本書は東日本大震災を主題とした詩集である。かの大震災のあと、制作された震災を主題とした文芸作品は、おそらく膨大な数にのぼるだろう。
例えば、「大震災歌集」を出版した、短歌結社もあった。個人の歌集も出版された。この状況は現代詩の分野でも同様だろう。
このような社会に題材をとった文芸作品は、ある種の困難を伴う。事実報告になってしまうからだ。

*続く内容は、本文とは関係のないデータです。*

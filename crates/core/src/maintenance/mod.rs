//! Maintenance-window lifecycle logic
//!
//! Validation, bidirectional mapping between the flat configuration and the
//! monitoring system's canonical object, and the orchestrating service.

pub mod config;
pub mod from_domain;
pub mod ports;
pub mod service;
pub mod to_domain;
pub mod validation;
impl Parameter {
    pub(crate) fn from_inner(inner: Arc<ParamInner>) -> Self {
        Self { inner }
    }

    /// Bridge the listed record with `id` on `node` (default node if `None`).
    pub fn find(runtime: &Runtime, id: u16, node: Option<u16>) -> BridgeResult<Parameter> {
        let shared = &runtime.shared;
        let node = node.unwrap_or(shared.config.default_node);
        let mut guard = shared.token.acquire();
        let record = shared
            .native
            .records
            .find_record(id, node)
            .ok_or_else(|| BridgeError::NotFound(format!("id {id} on node {node}")))?;
        Self::bridge(shared, &mut guard, record, HandleKind::Parameter)
    }

    /// Bridge the listed record named `name`.
    pub fn find_by_name(runtime: &Runtime, name: &str, node: Option<u16>) -> BridgeResult<Parameter> {
        let shared = &runtime.shared;
        let node = node.unwrap_or(shared.config.default_node);
        let mut guard = shared.token.acquire();
        let record = shared
            .native
            .records
            .find_by_name(name, node)
            .ok_or_else(|| BridgeError::NotFound(format!("'{name}' on node {node}")))?;
        Self::bridge(shared, &mut guard, record, HandleKind::Parameter)
    }

    /// Bridge `record` as `requested`, or return its existing handle.
    pub fn from_record(
        runtime: &Runtime,
        record: RecordId,
        requested: HandleKind,
    ) -> BridgeResult<Parameter> {
        let shared = &runtime.shared;
        let mut guard = shared.token.acquire();
        Self::bridge(shared, &mut guard, record, requested)
    }

    pub(crate) fn bridge(
        shared: &Arc<RuntimeShared>,
        guard: &mut TokenGuard<'_>,
        record: RecordId,
        requested: HandleKind,
    ) -> BridgeResult<Parameter> {
        let existing = loop {
            let (existing, pending) = {
                let registry = shared.parameters.borrow(guard);
                (registry.find_or_none(&record), registry.is_pending(&record))
            };
            if !pending {
                break existing;
            }
            // The previous handle is waiting for the token to release the
            // record; let it finish before installing a new trampoline.
            shared.token.allow_threads(guard, std::thread::yield_now);
        };
        if let Some(existing) = existing {
            resolve_handle_shape(requested, existing.info.arity)?;
            return Ok(Parameter::from_inner(existing));
        }
        let info = shared.native.records.describe(record)?;
        let kind = resolve_handle_shape(requested, info.arity)?;
        Self::construct(
            shared,
            guard,
            record,
            info,
            kind,
            HandleOptions::from_config(&shared.config),
        )
    }

    /// Build a handle for an unbridged record: install the trampolines, then
    /// register. `NativeOnly → Bridged`.
    pub(crate) fn construct(
        shared: &Arc<RuntimeShared>,
        guard: &TokenGuard<'_>,
        record: RecordId,
        info: NativeParam,
        kind: HandleKind,
        options: HandleOptions,
    ) -> BridgeResult<Parameter> {
        let previous_callback = install_trampolines(shared, record, kind)?;
        let inner = Arc::new(ParamInner {
            runtime: shared.clone(),
            record,
            kind,
            info,
            state: TokenCell::new(HandleState {
                host: options.host,
                timeout: options.timeout,
                retries: options.retries,
                paramver: options.paramver,
                callback: options.callback,
                getter: options.getter,
                setter: options.setter,
                keep_alive: None,
                destroyed: false,
                previous_callback,
            }),
        });

        shared.parameters.borrow_mut(guard).insert(record, &inner);
        tracing::debug!(
            name = %inner.info.name,
            id = inner.info.id,
            node = inner.info.node,
            %kind,
            "bridged parameter"
        );
        Ok(Parameter { inner })
    }

    pub fn name(&self) -> &str {
        &self.inner.info.name
    }

    pub fn id(&self) -> u16 {
        self.inner.info.id
    }

    pub fn node(&self) -> u16 {
        self.inner.info.node
    }

    pub fn param_type(&self) -> ParamType {
        self.inner.info.ty
    }

    pub fn arity(&self) -> usize {
        self.inner.info.arity
    }

    pub fn mask(&self) -> ParamMask {
        self.inner.info.mask
    }

    pub fn unit(&self) -> Option<&str> {
        self.inner.info.unit.as_deref()
    }

    pub fn docstr(&self) -> Option<&str> {
        self.inner.info.docstr.as_deref()
    }

    pub fn provenance(&self) -> Provenance {
        self.inner.info.provenance
    }

    pub fn kind(&self) -> HandleKind {
        self.inner.kind
    }

    pub fn record(&self) -> RecordId {
        self.inner.record
    }

    /// Whether two handles are the same managed object.
    pub fn same_handle(&self, other: &Parameter) -> bool {
        Arc::ptr_eq(&self.inner, &other.inner)
    }

    /// Strong references to this handle, including a keep-alive reference.
    pub fn ref_count(&self) -> usize {
        Arc::strong_count(&self.inner)
    }

    pub fn state(&self) -> OwnershipState {
        let guard = self.inner.runtime.token.acquire();
        let state = self.inner.state.borrow(&guard);
        handle_state(state.destroyed, state.keep_alive.is_some())
    }

    pub fn is_list_member(&self) -> bool {
        self.inner.records().is_listed(self.inner.record)
    }

    pub fn keep_alive(&self) -> bool {
        let guard = self.inner.runtime.token.acquire();
        self.inner.state.borrow(&guard).keep_alive.is_some()
    }

    /// Hold (or drop) a strong reference from the handle to itself.
    ///
    /// Setting the current value again changes nothing.
    pub fn set_keep_alive(&self, keep_alive: bool) -> BridgeResult<()> {
        let guard = self.inner.runtime.token.acquire();
        let released = {
            let mut state = self.inner.state.borrow_mut(&guard);
            if state.destroyed {
                if keep_alive {
                    return Err(BridgeError::HandleDestroyed {
                        name: self.inner.info.name.clone(),
                    });
                }
                return Ok(());
            }
            match (keep_alive, state.keep_alive.is_some()) {
                (true, false) => {
                    state.keep_alive = Some(self.inner.clone());
                    None
                }
                (false, true) => state.keep_alive.take(),
                _ => return Ok(()),
            }
        };
        drop(released);
        tracing::debug!(name = %self.inner.info.name, keep_alive, "keep-alive changed");
        Ok(())
    }

    /// Destroy the handle now instead of at the last release.
    ///
    /// The registry entry is removed and the record is disposed of exactly
    /// as on a normal destruction. Later access fails with
    /// [`BridgeError::HandleDestroyed`]. Forgetting twice is a no-op.
    pub fn forget(&self) {
        let guard = self.inner.runtime.token.acquire();
        let keep_alive = {
            let mut state = self.inner.state.borrow_mut(&guard);
            if state.destroyed {
                return;
            }
            state.keep_alive.take()
        };
        self.inner.release_record(&guard);
        drop(keep_alive);
    }

    pub fn host(&self) -> Option<u16> {
        let guard = self.inner.runtime.token.acquire();
        self.inner.state.borrow(&guard).host
    }

    /// Route `value()` to a remote node. `None` reads the local cache.
    pub fn set_host(&self, host: Option<u16>) {
        let guard = self.inner.runtime.token.acquire();
        self.inner.state.borrow_mut(&guard).host = host;
    }

    pub fn timeout(&self) -> Duration {
        let guard = self.inner.runtime.token.acquire();
        self.inner.state.borrow(&guard).timeout
    }

    pub fn set_timeout(&self, timeout: Duration) {
        let guard = self.inner.runtime.token.acquire();
        self.inner.state.borrow_mut(&guard).timeout = timeout;
    }

    pub fn retries(&self) -> u32 {
        let guard = self.inner.runtime.token.acquire();
        self.inner.state.borrow(&guard).retries
    }

    pub fn set_retries(&self, retries: u32) {
        let guard = self.inner.runtime.token.acquire();
        self.inner.state.borrow_mut(&guard).retries = retries;
    }

    pub fn paramver(&self) -> u8 {
        let guard = self.inner.runtime.token.acquire();
        self.inner.state.borrow(&guard).paramver
    }

    pub fn callback(&self) -> Option<ScriptFunction> {
        let guard = self.inner.runtime.token.acquire();
        self.inner.callback(&guard)
    }

    /// Replace the value-changed callback. The signature is checked first.
    pub fn set_callback(&self, callback: Option<ScriptFunction>) -> BridgeResult<()> {
        if let Some(callback) = &callback {
            validate_signature(callback, "callback", CALLBACK_SIGNATURE)?;
        }
        let guard = self.inner.runtime.token.acquire();
        self.inner.check_live(&guard)?;
        let previous = std::mem::replace(
            &mut self.inner.state.borrow_mut(&guard).callback,
            callback,
        );
        drop(previous);
        Ok(())
    }

    pub fn getter(&self) -> Option<ScriptFunction> {
        let guard = self.inner.runtime.token.acquire();
        self.inner.getter(&guard)
    }

    pub fn setter(&self) -> Option<ScriptFunction> {
        let guard = self.inner.runtime.token.acquire();
        self.inner.setter(&guard)
    }

    /// Replace the getter of a getter/setter parameter. The signature is
    /// checked before the swap.
    pub fn set_getter(&self, getter: Option<ScriptFunction>) -> BridgeResult<()> {
        if let Some(getter) = &getter {
            validate_signature(getter, "getter", CALLBACK_SIGNATURE)?;
        }
        self.replace_accessor(Accessor::Getter, getter)
    }

    /// Replace the setter of a getter/setter parameter. The signature is
    /// checked before the swap.
    pub fn set_setter(&self, setter: Option<ScriptFunction>) -> BridgeResult<()> {
        if let Some(setter) = &setter {
            validate_signature(setter, "setter", SETTER_SIGNATURE)?;
        }
        self.replace_accessor(Accessor::Setter, setter)
    }

    fn replace_accessor(
        &self,
        accessor: Accessor,
        function: Option<ScriptFunction>,
    ) -> BridgeResult<()> {
        let role = accessor.name();
        let guard = self.inner.runtime.token.acquire();
        self.inner.check_live(&guard)?;
        if self.inner.kind != HandleKind::GetSetParameter {
            return Err(BridgeError::TypeMismatch {
                message: format!(
                    "'{}' is a {}, only a {} has a {role}",
                    self.inner.info.name,
                    self.inner.kind,
                    HandleKind::GetSetParameter
                ),
            });
        }
        let previous = {
            let mut state = self.inner.state.borrow_mut(&guard);
            let state = &mut *state;
            let (slot, other) = match accessor {
                Accessor::Getter => (&mut state.getter, &state.setter),
                Accessor::Setter => (&mut state.setter, &state.getter),
            };
            // Storage hooks stay installed, so one of the two must remain.
            if function.is_none() && other.is_none() {
                return Err(BridgeError::TypeMismatch {
                    message: format!(
                        "'{}' cannot have neither a getter nor a setter",
                        self.inner.info.name
                    ),
                });
            }
            std::mem::replace(slot, function)
        };
        drop(previous);
        tracing::debug!(name = %self.inner.info.name, role, "replaced accessor");
        Ok(())
    }
}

本書には、31篇の、詩が収録されている。作者、照井良平は岩手県陸前高田市の出身で、花巻詩人クラブ会長、岩手県詩人クラブ字常任委員をしていて、詩人会議の会員でもある。
収録作品には、短編詩も長編詩もある。
だが何と言っても、その表現力には驚かされる。社会に取材した文芸作品は表現力が伴わないと事実報告になる。原爆詩人として知られる、峠三吉も「ニンゲンヲカエセ」が代表作だが、その他の作品は、インパクトはあるものの、文芸作品としては、何かこう洗練されていない。
本書の作者、照井良平は表現力があり、作品は読むものを圧倒する。特に巻頭近くの「ガレキのことばで語れ」「ガレキの一撃」「ばあさんのせなか」が好い。
また「ウミネコの便り」「ウミネコの朗読会」「赤い船に乗って」などは、独特の抒情世界を形成しており、「捜す」はリフレインが絶妙の効果をあげている。
原子力災害の放射線を、第五福竜丸と比しているという独自の視点があり、一つの文明論ともなっている。「ああ 第五福竜丸よ」。
巻末に初出一覧がある。ほとんどの作品は、震災後ある程度の時間を経て発表されたものだ。時間が作品を熟成させ、当事者意識が、他人事ではない表現を生んでいるとも言える。
この詩集は、坪井繁治賞を受賞しているが、「あとがき」によれば、作者本人はいたって控えめだ。ここで引用しよう。
「時間が半年、一年と過ぎ、震災が少しづつ遠のいて行く時、元の生活に戻れない被災者にとって、心の傷が癒される前に、チリ地震の時のように忘れ去られていってしまうことが何よりも辛いことではなかろうか。・・・・櫓を漕いだ海育ちの人間として、震災詩の形で残るもの、詩集を出すことも意味のあることはないかと拙いめでもまとめてみた。お読みいただければ幸いです。」